On predatory publishing
Speaking of predatory publishing, Rebecca Shuman at the Slate notes that The Bogus Academic Journal Racket Is Officially Out of Control. Here’s a choice extract:
The predatory fake journals and conference scams, sure—they’re out to make a buck from a demographic that is famously desperate and famously destitute, and that’s odious. But let us not forget to blame the “publish or perish” frenzy itself as well. These days, it’s more like publish and perish; most faculty languish as underpaid non-tenure-trackers, despite publication so frenzied that even Peter Higgs (you know, of the particle? The one that was named after him?) insists he wouldn’t get tenure today. There is no reason to keep perpetuating a system that, at its best, churns out more legitimate articles than anyone can ever read, and at its worst allows someone to list “Get Me Off Your F–king Mailing List” on his CV.

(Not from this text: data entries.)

// Copyright 2025 the Text Attributes Authors
// SPDX-License-Identifier: Apache-2.0 OR MIT

use core::fmt;
use core::str::FromStr;

/// Identifies one visual text-formatting dimension.
///
/// An [`AttributeSet`](crate::AttributeSet) holds at most one value per key.
#[derive(Clone, Copy, Debug, PartialEq, Eq, Hash, PartialOrd, Ord)]
#[repr(u8)]
pub enum AttributeKey {
    /// The font used to render the text.
    Font = 0,
    /// Extra space between characters, in points.
    Kerning = 1,
    /// Strikethrough line style.
    StrikethroughStyle = 2,
    /// Underline line style.
    UnderlineStyle = 3,
    /// Color of the glyph outline.
    StrokeColor = 4,
    /// Width of the glyph outline, as a percentage of the font size.
    StrokeWidth = 5,
    /// Text color.
    ForegroundColor = 6,
    /// Color of the area behind the text.
    BackgroundColor = 7,
    /// Paragraph-level formatting.
    ParagraphStyle = 8,
    /// Drop shadow.
    Shadow = 9,
    /// Skew applied to glyphs.
    Obliqueness = 10,
    /// Link target.
    Link = 11,
    /// Vertical offset from the baseline, in points.
    BaselineOffset = 12,
    // NOTICE: If a new value is added, be sure to modify `MAX_VALUE` and `all`.
}

impl AttributeKey {
    /// Returns the maximum numeric value for known keys.
    ///
    /// This is primarily intended for use in fixed-size tables keyed by `AttributeKey`.
    pub const MAX_VALUE: u8 = Self::BaselineOffset as u8;

    /// Returns a slice containing every key, in declaration order.
    pub const fn all() -> &'static [Self] {
        &[
            Self::Font,
            Self::Kerning,
            Self::StrikethroughStyle,
            Self::UnderlineStyle,
            Self::StrokeColor,
            Self::StrokeWidth,
            Self::ForegroundColor,
            Self::BackgroundColor,
            Self::ParagraphStyle,
            Self::Shadow,
            Self::Obliqueness,
            Self::Link,
            Self::BaselineOffset,
        ]
    }

    /// Returns the attribute name used by host text systems.
    pub const fn name(self) -> &'static str {
        match self {
            Self::Font => "font",
            Self::Kerning => "kern",
            Self::StrikethroughStyle => "strikethroughStyle",
            Self::UnderlineStyle => "underlineStyle",
            Self::StrokeColor => "strokeColor",
            Self::StrokeWidth => "strokeWidth",
            Self::ForegroundColor => "foregroundColor",
            Self::BackgroundColor => "backgroundColor",
            Self::ParagraphStyle => "paragraphStyle",
            Self::Shadow => "shadow",
            Self::Obliqueness => "obliqueness",
            Self::Link => "link",
            Self::BaselineOffset => "baselineOffset",
        }
    }

    /// Parses a key from its attribute name.
    ///
    /// ```
    /// use text_attributes::AttributeKey;
    ///
    /// assert_eq!(AttributeKey::parse("kern"), Some(AttributeKey::Kerning));
    /// assert_eq!(AttributeKey::parse("kerning"), None);
    /// ```
    pub fn parse(s: &str) -> Option<Self> {
        let s = s.trim();
        Self::all().iter().copied().find(|key| key.name() == s)
    }
}

impl fmt::Display for AttributeKey {
    fn fmt(&self, f: &mut fmt::Formatter<'_>) -> fmt::Result {
        f.write_str(self.name())
    }
}

/// An error returned when parsing an [`AttributeKey`] fails.
#[derive(Clone, Copy, Debug, PartialEq, Eq)]
pub struct ParseAttributeKeyError;

impl fmt::Display for ParseAttributeKeyError {
    fn fmt(&self, f: &mut fmt::Formatter<'_>) -> fmt::Result {
        f.write_str("unknown attribute name")
    }
}

impl core::error::Error for ParseAttributeKeyError {}

impl FromStr for AttributeKey {
    type Err = ParseAttributeKeyError;

    fn from_str(s: &str) -> Result<Self, Self::Err> {
        Self::parse(s).ok_or(ParseAttributeKeyError)
    }
}

#[cfg(test)]
mod tests {
    use super::{AttributeKey, ParseAttributeKeyError};
    use alloc::string::ToString;

    #[test]
    fn all_is_in_discriminant_order() {
        for (index, key) in AttributeKey::all().iter().enumerate() {
            assert_eq!(*key as usize, index, "{key} is out of order");
        }
        assert_eq!(
            AttributeKey::all().len(),
            usize::from(AttributeKey::MAX_VALUE) + 1,
            "`all` and `MAX_VALUE` disagree"
        );
    }

    #[test]
    fn names_round_trip() {
        for key in AttributeKey::all() {
            assert_eq!(AttributeKey::parse(key.name()), Some(*key));
            assert_eq!(key.to_string(), key.name());
        }
    }

    #[test]
    fn parse_trims_and_rejects_unknown() {
        assert_eq!(
            AttributeKey::parse("  foregroundColor "),
            Some(AttributeKey::ForegroundColor)
        );
        assert_eq!("ForegroundColor".parse::<AttributeKey>(), Err(ParseAttributeKeyError));
        assert_eq!("".parse::<AttributeKey>(), Err(ParseAttributeKeyError));
    }
}
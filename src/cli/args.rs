//! CLI argument definitions using clap derive

use crate::config::AuthMethod;
use clap::{ArgAction, ArgGroup, Parser, Subcommand, ValueEnum};
use clap_complete::Shell;
use std::path::PathBuf;

/// vaultkv - Vault key/value client
///
/// Reads and writes secrets on KV version 1 and version 2 mounts alike.
#[derive(Parser, Debug)]
#[command(name = "vaultkv")]
#[command(author, version, about, long_about = None)]
pub struct Cli {
    /// Subcommand to execute
    #[command(subcommand)]
    pub command: Commands,

    /// Increase verbosity (-v info, -vv debug)
    #[arg(short, long, global = true, action = ArgAction::Count)]
    pub verbose: u8,

    /// Configuration file path
    #[arg(short, long, global = true, env = "VAULTKV_CONFIG")]
    pub config: Option<PathBuf>,

    /// Server address
    #[arg(short, long, global = true, env = "VAULT_ADDR")]
    pub address: Option<String>,

    /// Client token
    #[arg(short, long, global = true, env = "VAULT_TOKEN", hide_env_values = true)]
    pub token: Option<String>,
}

/// Available commands
#[derive(Subcommand, Debug)]
pub enum Commands {
    /// Read a secret
    Get(GetArgs),

    /// Write a secret
    Set(SetArgs),

    /// Soft-delete versions of a secret (removes it on KV v1)
    Delete(DeleteArgs),

    /// Restore soft-deleted versions (KV v2 only)
    Undelete(UndeleteArgs),

    /// Permanently destroy versions of a secret
    Destroy(DestroyArgs),

    /// Show the version history of a secret
    Versions(VersionsArgs),

    /// List keys beneath a path
    List(ListArgs),

    /// Show the KV generation of the mount holding a path
    MountVersion(PathArgs),

    /// Show server init and seal state
    Status,

    /// Authenticate and print the resulting token
    Login(LoginArgs),

    /// Show or edit configuration
    Config(ConfigArgs),

    /// Generate shell completions
    Completions {
        /// Target shell
        shell: Shell,
    },
}

/// A single secret path
#[derive(Parser, Debug)]
pub struct PathArgs {
    /// Secret path, starting with the mount (e.g. secret/app/db)
    pub path: String,
}

/// Arguments for the get command
#[derive(Parser, Debug)]
pub struct GetArgs {
    /// Secret path, starting with the mount
    pub path: String,

    /// Version to read (default: latest)
    #[arg(long = "version", value_name = "N")]
    pub secret_version: Option<u64>,

    /// Output format
    #[arg(short, long, default_value = "table")]
    pub format: OutputFormat,
}

/// Arguments for the set command
#[derive(Parser, Debug)]
pub struct SetArgs {
    /// Secret path, starting with the mount
    pub path: String,

    /// Fields to store
    #[arg(required = true, value_name = "KEY=VALUE", value_parser = parse_key_value)]
    pub fields: Vec<(String, String)>,

    /// Only write if the current version is N (0: only if absent)
    #[arg(long, value_name = "N")]
    pub cas: Option<u64>,
}

/// Arguments for the delete command
#[derive(Parser, Debug)]
pub struct DeleteArgs {
    /// Secret path, starting with the mount
    pub path: String,

    /// Versions to delete (default: latest)
    #[arg(long, value_delimiter = ',')]
    pub versions: Vec<u64>,
}

/// Arguments for the undelete command
#[derive(Parser, Debug)]
pub struct UndeleteArgs {
    /// Secret path, starting with the mount
    pub path: String,

    /// Versions to restore
    #[arg(long, value_delimiter = ',', required = true)]
    pub versions: Vec<u64>,
}

/// Arguments for the destroy command
#[derive(Parser, Debug)]
#[command(group(ArgGroup::new("target").required(true).args(["versions", "all"])))]
pub struct DestroyArgs {
    /// Secret path, starting with the mount
    pub path: String,

    /// Versions to destroy
    #[arg(long, value_delimiter = ',')]
    pub versions: Vec<u64>,

    /// Destroy every version and the metadata
    #[arg(long, conflicts_with = "versions")]
    pub all: bool,
}

/// Arguments for the versions command
#[derive(Parser, Debug)]
pub struct VersionsArgs {
    /// Secret path, starting with the mount
    pub path: String,

    /// Output format
    #[arg(short, long, default_value = "table")]
    pub format: OutputFormat,
}

/// Arguments for the list command
#[derive(Parser, Debug)]
pub struct ListArgs {
    /// Folder path, starting with the mount
    pub path: String,

    /// Output format
    #[arg(short, long, default_value = "plain")]
    pub format: OutputFormat,
}

/// Arguments for the login command
#[derive(Parser, Debug)]
pub struct LoginArgs {
    /// Auth method: token, userpass, ldap or github (default: from config)
    pub method: Option<AuthMethod>,

    /// Username for userpass and ldap (default: from config)
    #[arg(short, long)]
    pub username: Option<String>,

    /// Password for userpass and ldap
    #[arg(short, long, env = "VAULTKV_PASSWORD", hide_env_values = true)]
    pub password: Option<String>,

    /// Personal access token for github
    #[arg(long, env = "GITHUB_TOKEN", hide_env_values = true)]
    pub github_token: Option<String>,

    /// Store the resulting token in the config file
    #[arg(long)]
    pub save: bool,
}

/// Arguments for the config command
#[derive(Parser, Debug)]
pub struct ConfigArgs {
    /// Subcommand for config
    #[command(subcommand)]
    pub action: Option<ConfigAction>,
}

/// Config subcommands
#[derive(Subcommand, Debug)]
pub enum ConfigAction {
    /// Show current configuration
    Show,

    /// Show configuration file path
    Path,

    /// Initialize default configuration
    Init {
        /// Overwrite existing configuration
        #[arg(short, long)]
        force: bool,
    },

    /// Set a configuration value
    Set {
        /// Configuration key (e.g., vault.address)
        key: String,
        /// Value to set
        value: String,
    },
}

/// Output format for commands that print data
#[derive(Debug, Clone, Copy, ValueEnum)]
pub enum OutputFormat {
    /// Human-readable table
    Table,
    /// JSON output
    Json,
    /// Simple text (one per line)
    Plain,
}

/// Parse a secret field in KEY=VALUE format
fn parse_key_value(s: &str) -> Result<(String, String), String> {
    let (key, value) = s
        .split_once('=')
        .ok_or_else(|| format!("invalid KEY=VALUE format: no '=' found in '{s}'"))?;
    if key.is_empty() {
        return Err(format!("invalid KEY=VALUE format: empty key in '{s}'"));
    }
    Ok((key.to_string(), value.to_string()))
}
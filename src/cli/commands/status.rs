//! Status command - show server init and seal state

use crate::cli::{blocking, output, Connection};
use crate::error::VaultResult;
use crate::sys::SealState;
use console::{style, Emoji};

static CHECK: Emoji<'_, '_> = Emoji("✓ ", "[OK] ");
static CROSS: Emoji<'_, '_> = Emoji("✗ ", "[FAIL] ");

/// Execute the status command
pub async fn execute(conn: &Connection) -> VaultResult<()> {
    let client = conn.client();
    let (initialized, seal) = blocking(move || {
        if !client.is_initialized()? {
            return Ok((false, None));
        }
        Ok((true, Some(client.seal_status()?)))
    })
    .await?;

    output::section("Vault Status");
    output::field("Address", &conn.address);

    if !initialized {
        println!("  {}{}", CROSS, style("Not initialized").red());
        return Ok(());
    }
    println!("  {}Initialized", CHECK);

    if let Some(seal) = seal {
        print_seal(&seal);
    }
    Ok(())
}

fn print_seal(seal: &SealState) {
    if seal.sealed {
        println!(
            "  {}{} (unseal progress {}/{})",
            CROSS,
            style("Sealed").red(),
            seal.progress,
            seal.threshold
        );
    } else {
        println!("  {}Unsealed", CHECK);
    }

    if !seal.kind.is_empty() {
        output::field("Seal type", &seal.kind);
    }
    output::field("Key shares", seal.shares);
    output::field("Threshold", seal.threshold);
    if !seal.version.is_empty() {
        output::field("Version", &seal.version);
    }
    if let Some(name) = &seal.cluster_name {
        output::field("Cluster", name);
    }
}
//! Error types for vaultkv
//!
//! All modules use `VaultResult<T>` as their return type.

use std::path::PathBuf;
use thiserror::Error;

/// Result type alias for vaultkv operations
pub type VaultResult<T> = Result<T, VaultError>;

/// All errors that can occur in vaultkv
#[derive(Error, Debug)]
pub enum VaultError {
    // Status-derived errors
    /// 400: validation failure, CAS mismatch, malformed input
    #[error("{}", describe("bad request", .0))]
    BadRequest(String),

    /// 403: token missing, expired, or lacking policy
    #[error("{}", describe("permission denied", .0))]
    Forbidden(String),

    /// 404: the path does not exist, or the server is hiding it
    #[error("{}", describe("not found", .0))]
    NotFound(String),

    /// 500
    #[error("{}", describe("internal server error", .0))]
    InternalServer(String),

    /// 503 with the server reporting itself sealed
    #[error("{}", describe("vault is sealed", .0))]
    Sealed(String),

    /// 503 (or 400 on sys endpoints) with the server reporting itself uninitialized
    #[error("{}", describe("vault is not initialized", .0))]
    Uninitialized(String),

    /// Any status without a dedicated kind
    #[error("{}", describe(&format!("unexpected status {}", .status), .message))]
    Generic { status: u16, message: String },

    // Network errors
    #[error("transport error: {0}")]
    Transport(String),

    // Backend generation errors
    #[error("{operation} is not supported on KV version {version} mounts")]
    KvUnsupported {
        operation: &'static str,
        version: u8,
    },

    // Configuration errors
    #[error("Invalid configuration at {path}: {reason}")]
    ConfigInvalid { path: PathBuf, reason: String },

    #[error("Failed to create config directory {path}: {source}")]
    ConfigDirCreate {
        path: PathBuf,
        #[source]
        source: std::io::Error,
    },

    #[error("No token configured")]
    MissingToken,

    // IO errors
    #[error("IO error: {context}")]
    Io {
        context: String,
        #[source]
        source: std::io::Error,
    },

    // Serialization errors
    #[error("JSON error: {0}")]
    Json(#[from] serde_json::Error),

    #[error("TOML parse error: {0}")]
    TomlParse(#[from] toml::de::Error),

    #[error("TOML serialize error: {0}")]
    TomlSerialize(#[from] toml::ser::Error),

    // General errors
    #[error("Invalid argument: {0}")]
    InvalidArgument(String),

    #[error("Internal error: {0}")]
    Internal(String),
}

fn describe(kind: &str, message: &str) -> String {
    if message.is_empty() {
        kind.to_string()
    } else {
        format!("{kind}: {message}")
    }
}

impl VaultError {
    /// Create an IO error with context
    pub fn io(context: impl Into<String>, source: std::io::Error) -> Self {
        Self::Io {
            context: context.into(),
            source,
        }
    }

    /// Create a KvUnsupported error for the given operation and generation
    pub fn unsupported(operation: &'static str, version: u8) -> Self {
        Self::KvUnsupported { operation, version }
    }

    /// Whether trying again later could succeed without the caller changing anything
    pub fn is_retryable(&self) -> bool {
        matches!(
            self,
            Self::Sealed(_) | Self::Uninitialized(_) | Self::Transport(_)
        )
    }

    /// Whether the error means the requested thing is not present
    pub fn is_not_found(&self) -> bool {
        matches!(self, Self::NotFound(_))
    }

    /// Get actionable hint for the error
    pub fn hint(&self) -> Option<&'static str> {
        match self {
            Self::Forbidden(_) => Some("Check that your token is valid: vaultkv login"),
            Self::Sealed(_) => Some("Unseal the vault before retrying"),
            Self::Uninitialized(_) => Some("Initialize the vault before retrying"),
            Self::Transport(_) => Some("Check the vault address (VAULT_ADDR) and that the server is up"),
            Self::MissingToken => Some("Set VAULT_TOKEN or run: vaultkv login"),
            Self::KvUnsupported { version: 1, .. } => {
                Some("Version history requires a KV version 2 mount")
            }
            _ => None,
        }
    }
}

“Get Me Off Your (…) Mailing List” reference, by the way, is a reference to this hilarious incident.
More to read: While Shuman rightly directs her criticism towards unscrupulous publishers, an argument can be made that the such phenomena are, in part, due to a problematic academic culture that uncritically rewards volume of output. Here’s an older post of mine on the topic.
And now for something completely different…
Fraudsters do not only use fake journals and spamferences to make money. In the US, a massive industry of for-profit colleges has developed which is sustained by federal aid for underprivileged students. Some of these providers, such as Corinthian, have come under scrutiny for aggressively recruiting students, who were burdened with massive debt in exchange for education services that did not substantially increase their employment prospects. “Aggressive recruitment practices” could mean a number of things, but I believe that the now-defunct FastTrain College in Miami, Florida, deserves a special mention for creativity. According to the Miami Herald:
A civil complaint filed by the [the U.S. attorney’s office and Florida’s attorney general] says at least one FastTrain campus used strippers to attract students, though it did not identify the campus. The college “purposely hired attractive women and sometimes exotic dancers and encouraged them to dress provocatively while they recruited young men in neighborhoods to attend FastTrain,” the lawsuit states.